Carolyn Polowy, lawyer for the social workers association, says in an interview that adolescents — typically shy and awkward about how they look — are particularly sensitive to being forced to expose their bodies.
“We’re sympathetic with the schools, but a strip search is sort of the capital punishment of searches,” Polowy says. “It should be rare, if at all.”
Redding’s lawyer, Adam Wolf of the American Civil Liberties Union, emphasizes the trauma to a teenage girl told to take off her clothes at school.
“A child’s ‘private parts’ are not subject to observation by school officials without significant justification,” Wolf says in his filing to the justices. Wolf says in an interview that none of the information school officials had should have led them to think Savana was hiding pills in her underwear.
During an interview in the small home she shares with her mother, an aunt and her aunt’s family, Savana says she was especially shy about her body because she is overweight. As a middle-schooler, she said, she never wore tank tops or shorts.

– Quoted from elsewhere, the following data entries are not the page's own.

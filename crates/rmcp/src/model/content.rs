//! Content sent around agents, extensions, and LLMs
//! The various content types can be display to humans but also understood by models
//! They include optional annotations used to help inform agent usage
use serde::{Deserialize, Serialize};
use serde_json::json;

use super::{AnnotateAble, Annotated, resource::ResourceContents};

#[derive(Debug, Clone, PartialEq, Serialize, Deserialize)]
#[serde(rename_all = "camelCase")]
#[cfg_attr(feature = "schemars", derive(schemars::JsonSchema))]
pub struct RawTextContent {
    pub text: String,
    /// Optional protocol-level metadata for this content block
    #[serde(rename = "_meta", skip_serializing_if = "Option::is_none")]
    pub meta: Option<super::Meta>,
}
pub type TextContent = Annotated<RawTextContent>;
#[derive(Debug, Clone, PartialEq, Serialize, Deserialize)]
#[serde(rename_all = "camelCase")]
#[cfg_attr(feature = "schemars", derive(schemars::JsonSchema))]
pub struct RawImageContent {
    /// The base64-encoded image
    pub data: String,
    pub mime_type: String,
    /// Optional protocol-level metadata for this content block
    #[serde(rename = "_meta", skip_serializing_if = "Option::is_none")]
    pub meta: Option<super::Meta>,
}

pub type ImageContent = Annotated<RawImageContent>;
#[derive(Debug, Clone, PartialEq, Serialize, Deserialize)]
#[serde(rename_all = "camelCase")]
#[cfg_attr(feature = "schemars", derive(schemars::JsonSchema))]
pub struct RawEmbeddedResource {
    /// Optional protocol-level metadata for this content block
    #[serde(rename = "_meta", skip_serializing_if = "Option::is_none")]
    pub meta: Option<super::Meta>,
    pub resource: ResourceContents,
}
pub type EmbeddedResource = Annotated<RawEmbeddedResource>;

impl EmbeddedResource {
    pub fn get_text(&self) -> String {
        match &self.resource {
            ResourceContents::TextResourceContents { text, .. } => text.clone(),
            _ => String::new(),
        }
    }
}

#[derive(Debug, Clone, PartialEq, Serialize, Deserialize)]
#[serde(rename_all = "camelCase")]
#[cfg_attr(feature = "schemars", derive(schemars::JsonSchema))]
pub struct RawAudioContent {
    pub data: String,
    pub mime_type: String,
}

pub type AudioContent = Annotated<RawAudioContent>;

#[derive(Debug, Clone, PartialEq, Serialize, Deserialize)]
#[serde(tag = "type", rename_all = "snake_case")]
#[cfg_attr(feature = "schemars", derive(schemars::JsonSchema))]
pub enum RawContent {
    Text(RawTextContent),
    Image(RawImageContent),
    Resource(RawEmbeddedResource),
    Audio(RawAudioContent),
    ResourceLink(super::resource::RawResource),
}

pub type Content = Annotated<RawContent>;

impl RawContent {
    pub fn json<S: Serialize>(json: S) -> Result<Self, crate::ErrorData> {
        let json = serde_json::to_string(&json).map_err(|e| {
            crate::ErrorData::internal_error(
                "fail to serialize response to json",
                Some(json!(
                    {"reason": e.to_string()}
                )),
            )
        })?;
        Ok(RawContent::text(json))
    }

    pub fn text<S: Into<String>>(text: S) -> Self {
        RawContent::Text(RawTextContent {
            text: text.into(),
            meta: None,
        })
    }

    pub fn image<S: Into<String>, T: Into<String>>(data: S, mime_type: T) -> Self {
        RawContent::Image(RawImageContent {
            data: data.into(),
            mime_type: mime_type.into(),
            meta: None,
        })
    }

    pub fn resource(resource: ResourceContents) -> Self {
        RawContent::Resource(RawEmbeddedResource {
            meta: None,
            resource,
        })
    }

    pub fn embedded_text<S: Into<String>, T: Into<String>>(uri: S, content: T) -> Self {
        RawContent::Resource(RawEmbeddedResource {
            meta: None,
            resource: ResourceContents::TextResourceContents {
                uri: uri.into(),
                mime_type: Some("text".to_string()),
                text: content.into(),
                meta: None,
            },
        })
    }

    /// Get the text content if this is a TextContent variant
    pub fn as_text(&self) -> Option<&RawTextContent> {
        match self {
            RawContent::Text(text) => Some(text),
            _ => None,
        }
    }

    /// Get the image content if this is an ImageContent variant
    pub fn as_image(&self) -> Option<&RawImageContent> {
        match self {
            RawContent::Image(image) => Some(image),
            _ => None,
        }
    }

    /// Get the resource content if this is an ImageContent variant
    pub fn as_resource(&self) -> Option<&RawEmbeddedResource> {
        match self {
            RawContent::Resource(resource) => Some(resource),
            _ => None,
        }
    }

    /// Get the resource link if this is a ResourceLink variant
    pub fn as_resource_link(&self) -> Option<&super::resource::RawResource> {
        match self {
            RawContent::ResourceLink(link) => Some(link),
            _ => None,
        }
    }

    /// Create a resource link content
    pub fn resource_link(resource: super::resource::RawResource) -> Self {
        RawContent::ResourceLink(resource)
    }
}

impl Content {
    pub fn text<S: Into<String>>(text: S) -> Self {
        RawContent::text(text).no_annotation()
    }

    pub fn image<S: Into<String>, T: Into<String>>(data: S, mime_type: T) -> Self {
        RawContent::image(data, mime_type).no_annotation()
    }

    pub fn resource(resource: ResourceContents) -> Self {
        RawContent::resource(resource).no_annotation()
    }

    pub fn embedded_text<S: Into<String>, T: Into<String>>(uri: S, content: T) -> Self {
        RawContent::embedded_text(uri, content).no_annotation()
    }

    pub fn json<S: Serialize>(json: S) -> Result<Self, crate::ErrorData> {
        RawContent::json(json).map(|c| c.no_annotation())
    }

    /// Create a resource link content
    pub fn resource_link(resource: super::resource::RawResource) -> Self {
        RawContent::resource_link(resource).no_annotation()
    }
}

#[derive(Debug, Clone, PartialEq, Serialize, Deserialize)]
pub struct JsonContent<S: Serialize>(S);
/// Types that can be converted into a list of contents
pub trait IntoContents {
    fn into_contents(self) -> Vec<Content>;
}

impl IntoContents for Content {
    fn into_contents(self) -> Vec<Content> {
        vec![self]
    }
}

impl IntoContents for String {
    fn into_contents(self) -> Vec<Content> {
        vec![Content::text(self)]
    }
}

impl IntoContents for () {
    fn into_contents(self) -> Vec<Content> {
        vec![]
    }
}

Now that her case has become so public, she has heard from hundreds of people, mostly students expressing support, many writing research papers on school searches. She is taking some classes at a community college and trying her hand at creative writing. After the strip search, Savana never returned to Safford Middle School. She transferred to other schools but never obtained her high school degree.
She hopes to pass a GED test and become a counselor.
As for the search in the nurse’s office, she often wonders whether she should have protested rather than follow the school officials’ orders.
Says Savana: “I think about it every day.”